* [WHAT YOU WILL DO]
Scan the records and identify every line in which the string "NaiveTime" occurs, then return those lines.

Excerpts from a dataset

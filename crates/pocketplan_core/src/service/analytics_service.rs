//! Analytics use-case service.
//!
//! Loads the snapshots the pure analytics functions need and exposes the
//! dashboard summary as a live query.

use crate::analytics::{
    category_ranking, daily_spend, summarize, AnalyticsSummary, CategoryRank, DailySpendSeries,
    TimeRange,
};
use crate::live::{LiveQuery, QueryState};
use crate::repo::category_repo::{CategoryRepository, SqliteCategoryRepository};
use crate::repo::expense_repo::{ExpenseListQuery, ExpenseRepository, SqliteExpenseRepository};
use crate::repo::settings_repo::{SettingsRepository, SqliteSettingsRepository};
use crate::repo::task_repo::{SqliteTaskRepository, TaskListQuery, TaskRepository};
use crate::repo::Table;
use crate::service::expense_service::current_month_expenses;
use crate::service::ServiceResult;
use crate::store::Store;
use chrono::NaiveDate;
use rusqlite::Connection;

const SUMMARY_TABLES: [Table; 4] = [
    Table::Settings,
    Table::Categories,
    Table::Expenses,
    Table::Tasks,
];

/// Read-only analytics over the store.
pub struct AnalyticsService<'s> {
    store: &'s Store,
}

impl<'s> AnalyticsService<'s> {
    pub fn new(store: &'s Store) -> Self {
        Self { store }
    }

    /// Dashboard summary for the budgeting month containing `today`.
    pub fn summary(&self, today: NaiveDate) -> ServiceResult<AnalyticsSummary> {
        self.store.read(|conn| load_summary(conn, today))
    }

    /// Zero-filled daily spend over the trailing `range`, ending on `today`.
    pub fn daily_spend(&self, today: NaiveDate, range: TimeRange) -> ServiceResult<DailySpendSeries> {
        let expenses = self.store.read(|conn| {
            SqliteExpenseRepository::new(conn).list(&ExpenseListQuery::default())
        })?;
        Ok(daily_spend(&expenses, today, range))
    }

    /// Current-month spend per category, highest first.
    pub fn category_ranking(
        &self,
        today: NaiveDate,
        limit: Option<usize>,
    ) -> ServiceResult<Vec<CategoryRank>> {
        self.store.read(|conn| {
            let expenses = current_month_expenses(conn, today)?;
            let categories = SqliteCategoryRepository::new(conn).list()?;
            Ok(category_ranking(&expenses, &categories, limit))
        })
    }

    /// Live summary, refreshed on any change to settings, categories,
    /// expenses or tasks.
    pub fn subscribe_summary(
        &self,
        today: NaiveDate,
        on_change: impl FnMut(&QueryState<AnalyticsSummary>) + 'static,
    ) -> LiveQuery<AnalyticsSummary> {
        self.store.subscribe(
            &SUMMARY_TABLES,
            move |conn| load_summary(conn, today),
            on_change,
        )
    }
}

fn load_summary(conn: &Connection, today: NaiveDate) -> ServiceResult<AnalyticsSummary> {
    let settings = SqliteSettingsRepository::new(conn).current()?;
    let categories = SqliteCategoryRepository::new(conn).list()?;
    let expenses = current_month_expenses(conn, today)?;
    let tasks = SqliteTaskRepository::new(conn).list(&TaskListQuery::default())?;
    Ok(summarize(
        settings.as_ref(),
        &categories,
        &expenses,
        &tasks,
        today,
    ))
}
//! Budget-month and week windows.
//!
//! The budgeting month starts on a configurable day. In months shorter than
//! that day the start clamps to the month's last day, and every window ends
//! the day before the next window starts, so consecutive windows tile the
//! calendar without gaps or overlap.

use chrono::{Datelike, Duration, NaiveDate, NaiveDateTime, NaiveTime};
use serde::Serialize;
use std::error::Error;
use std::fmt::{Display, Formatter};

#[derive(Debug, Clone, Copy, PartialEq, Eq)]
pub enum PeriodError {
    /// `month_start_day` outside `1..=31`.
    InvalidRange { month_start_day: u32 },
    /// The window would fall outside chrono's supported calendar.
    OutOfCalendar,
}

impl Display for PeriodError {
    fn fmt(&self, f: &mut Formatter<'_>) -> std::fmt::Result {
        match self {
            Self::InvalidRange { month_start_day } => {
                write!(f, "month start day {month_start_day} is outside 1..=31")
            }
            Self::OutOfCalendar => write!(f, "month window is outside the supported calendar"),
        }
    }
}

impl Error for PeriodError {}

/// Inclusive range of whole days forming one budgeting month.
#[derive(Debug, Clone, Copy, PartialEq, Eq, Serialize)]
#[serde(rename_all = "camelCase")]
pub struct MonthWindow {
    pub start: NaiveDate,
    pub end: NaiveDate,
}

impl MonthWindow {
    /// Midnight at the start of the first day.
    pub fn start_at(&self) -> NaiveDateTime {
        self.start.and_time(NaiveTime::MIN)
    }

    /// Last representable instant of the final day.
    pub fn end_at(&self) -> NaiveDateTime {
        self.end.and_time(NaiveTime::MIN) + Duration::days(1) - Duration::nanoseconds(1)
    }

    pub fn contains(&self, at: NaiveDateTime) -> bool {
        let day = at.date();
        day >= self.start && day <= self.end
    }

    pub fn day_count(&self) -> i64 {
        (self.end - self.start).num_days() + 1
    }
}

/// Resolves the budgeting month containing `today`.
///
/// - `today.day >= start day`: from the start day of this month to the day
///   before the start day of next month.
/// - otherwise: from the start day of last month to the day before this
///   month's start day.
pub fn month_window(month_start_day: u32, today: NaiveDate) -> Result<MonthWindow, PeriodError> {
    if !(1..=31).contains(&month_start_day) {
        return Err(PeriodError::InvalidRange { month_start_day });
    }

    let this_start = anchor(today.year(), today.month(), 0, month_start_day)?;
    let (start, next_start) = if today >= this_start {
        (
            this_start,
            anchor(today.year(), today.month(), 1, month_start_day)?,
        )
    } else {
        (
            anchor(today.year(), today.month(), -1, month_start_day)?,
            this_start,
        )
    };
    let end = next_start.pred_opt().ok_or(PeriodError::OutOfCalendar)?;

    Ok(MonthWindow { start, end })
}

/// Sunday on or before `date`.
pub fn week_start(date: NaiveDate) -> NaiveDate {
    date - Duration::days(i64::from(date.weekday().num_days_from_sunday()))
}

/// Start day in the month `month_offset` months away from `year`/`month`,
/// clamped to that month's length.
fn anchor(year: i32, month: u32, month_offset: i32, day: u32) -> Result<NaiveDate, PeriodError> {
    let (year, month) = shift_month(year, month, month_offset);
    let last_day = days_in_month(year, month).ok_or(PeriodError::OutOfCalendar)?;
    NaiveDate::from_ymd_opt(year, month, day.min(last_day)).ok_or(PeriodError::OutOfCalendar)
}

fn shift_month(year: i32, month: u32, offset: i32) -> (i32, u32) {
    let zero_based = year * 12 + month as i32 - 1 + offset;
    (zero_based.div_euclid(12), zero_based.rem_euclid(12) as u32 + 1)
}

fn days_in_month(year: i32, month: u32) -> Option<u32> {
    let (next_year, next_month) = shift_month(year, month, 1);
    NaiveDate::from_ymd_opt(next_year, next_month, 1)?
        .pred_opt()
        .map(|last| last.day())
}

* [SOLUTION FOR THIS EXERCISE]
use chrono::{Datelike, Duration, NaiveDate, NaiveDateTime, NaiveTime};
        self.start.and_time(NaiveTime::MIN)
        self.end.and_time(NaiveTime::MIN) + Duration::days(1) - Duration::nanoseconds(1)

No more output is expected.